Do not admit that you did not try; say that trying is useless.

Do not admit that you did not learn; say that the educated do not understand life.

Do not admit that others made an effort; say they are lucky.

In this way, you can remain in your place for many years without being disturbed by a single question.

True, we do not all have the same opportunities or the same luxury, but we all have the same phone.

One uses it to learn a language, and the other uses it to know the details of the lives of seven people he has never met.

Both held the same phone.

One used it to learn, verify, and develop himself until he became stronger than before, and the other used the same tool to fill his head with rumors, trivialities, and others' opinions until he became less capable of thinking than before.

The first used technology to empower himself, and the second used it quite efficiently to increase his stupidity.

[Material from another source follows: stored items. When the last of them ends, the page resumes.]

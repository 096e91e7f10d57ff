//! Tests for Shuttle.toml handling.

use csa_utils::ShuttleConfig;
use std::fs;
use std::path::Path;
use tempfile::TempDir;

fn read_config(path: &Path) -> ShuttleConfig {
    toml::from_str(&fs::read_to_string(path).unwrap()).unwrap()
}

#[test]
fn test_config_save_writes_single_name_line() {
    let temp_dir = TempDir::new().unwrap();
    let config_path = temp_dir.path().join("Shuttle.toml");

    ShuttleConfig::new("my-app-0a1b2c").save(&config_path).unwrap();

    let contents = fs::read_to_string(&config_path).unwrap();
    assert_eq!(contents.trim_end(), "name = \"my-app-0a1b2c\"");
}

#[test]
fn test_config_save_round_trips_through_toml() {
    let temp_dir = TempDir::new().unwrap();
    let config_path = temp_dir.path().join("Shuttle.toml");

    let config = ShuttleConfig::new("test-project");
    config.save(&config_path).unwrap();

    assert_eq!(read_config(&config_path), config);
}

#[test]
fn test_config_save_replaces_template_file() {
    let temp_dir = TempDir::new().unwrap();
    let config_path = temp_dir.path().join("Shuttle.toml");
    fs::write(&config_path, "name = \"static-next-server\"\n").unwrap();

    ShuttleConfig::new("fresh").save(&config_path).unwrap();

    assert_eq!(read_config(&config_path).name, "fresh");
}

#[test]
fn test_config_save_into_missing_directory() {
    let temp_dir = TempDir::new().unwrap();
    let err = ShuttleConfig::new("app")
        .save(temp_dir.path().join("backend/Shuttle.toml"))
        .unwrap_err();
    assert!(err.to_string().starts_with("Failed to write"));
}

Then they meet years later, and the second looks at the first and says:

"Some people are lucky."

Yes. Luck is indeed a strange creature; it seems to know well where to find those who use what is in their hands.

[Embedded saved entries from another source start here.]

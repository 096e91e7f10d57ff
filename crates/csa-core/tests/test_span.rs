//! Tests for span handling.

use csa_core::Span;

#[test]
fn test_span_merge() {
    let a = Span::new(4, 9);
    let b = Span::new(2, 6);
    assert_eq!(a.merge(b), Span::new(2, 9));
}

#[test]
fn test_span_slice() {
    let source = "const nextConfig = {}";
    let span = Span::new(6, 16);
    assert_eq!(span.slice(source), "nextConfig");
}

#[test]
fn test_span_slice_out_of_range() {
    let span = Span::new(10, 40);
    assert_eq!(span.slice("short"), "");
}

//! Tests for project name validation.

use csa_utils::validate;

#[test]
fn test_valid_names() {
    for name in ["my-app", "app2", "A-b-C", "x"] {
        let validation = validate(name);
        assert!(validation.is_valid(), "{name}: {:?}", validation.problems);
    }
}

#[test]
fn test_hyphen_boundaries() {
    let validation = validate("-bad-");
    assert!(!validation.is_valid());
    assert_eq!(validation.problems, vec!["must not start or end with a hyphen"]);

    assert!(!validate("trailing-").is_valid());
}

#[test]
fn test_reserved_names() {
    assert_eq!(validate("shuttle").problems, vec!["\"shuttle\" is a reserved name"]);
    assert!(!validate("shuttleapp").is_valid());
    assert!(!validate("Shuttle").is_valid());
    assert!(validate("shuttle-app").is_valid());
}

#[test]
fn test_profane_substring() {
    let validation = validate("my-shitty-app");
    assert_eq!(validation.problems, vec!["must not contain profanities"]);
}

#[test]
fn test_invalid_characters() {
    let validation = validate("my_app");
    assert_eq!(
        validation.problems,
        vec!["must contain only alphanumeric characters or -"]
    );
    assert!(!validate("my app").is_valid());
    assert!(!validate("../escape").is_valid());
}

#[test]
fn test_all_problems_are_collected() {
    let validation = validate("-sh!t-");
    assert_eq!(validation.problems.len(), 2);

    let validation = validate("_fuck-");
    assert_eq!(validation.problems.len(), 3);
}

#[test]
fn test_empty_name() {
    assert_eq!(validate("").problems, vec!["must not be empty"]);
}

How comforting it is to believe that everyone who preceded you was lucky! Luck spares you embarrassing questions.

No need to ask what they learned, how many times they failed, how many years they were patient, or what they did with their time.

It is enough to say:

"His circumstances helped him," then return with a clear conscience to the circumstances that did not help you,

and spend the rest of the evening with them.

The problem is not that a person does not know. We all do not know many things, and the phrase "I do not know" does not diminish anyone. Not knowing is natural.

But the problem, as I see it, begins with two types of people:

The first does not know but is completely convinced that he knows. He argues, stubbornly persists, and shows off. Whenever you try to explain to him, you discover that he was not waiting for an explanation at all; he was waiting for you to agree with him.

The second does not know and knows he does not know, but he does not want to know. This too is fine, except that he insists on philosophizing about his ignorance.

The strange thing is that a person maintains things he does not use.

He takes the car out so it does not rust, charges the phone so the battery does not die, and opens windows to let in air, but he may leave his mind in a dark place for years, then be surprised when it does not work as it should. As if the mind is the only thing that improves with neglect.

No one is required to be a genius, to know everything, or to reach the top of the list. But it is hard not to marvel at a person who is given the ability to learn and uses it to explain the reasons that left him no time to learn or work. He is given the ability to think and uses it to invent reasons that prevent him from thinking. He is given time to give, learn, and work, and he spends it all complaining that he does not have time.

This is not a lack of resources; this is a rare talent for wasting them. And that is why one may fight the entire world, but when he reaches this type of ignorance, he withdraws—not out of incapacity, but because continuing with him is a drain on his time, mind, and nerves in a strange battle. Helpless before this puzzle: How do you help a person who lacks not ability but the desire to use it? How do you push forward someone who has found a comfortable spot at the end of the line, sat down in it, and then criticized the order of those standing?

Only then does one declare defeat, for there is nothing harder than fighting the world for a person’s sake, only to discover that the last obstacle in his way is himself.

In fact, stupidity is like snoring: the one doing it sleeps deeply and peacefully, while those around him seriously contemplate committing a crime.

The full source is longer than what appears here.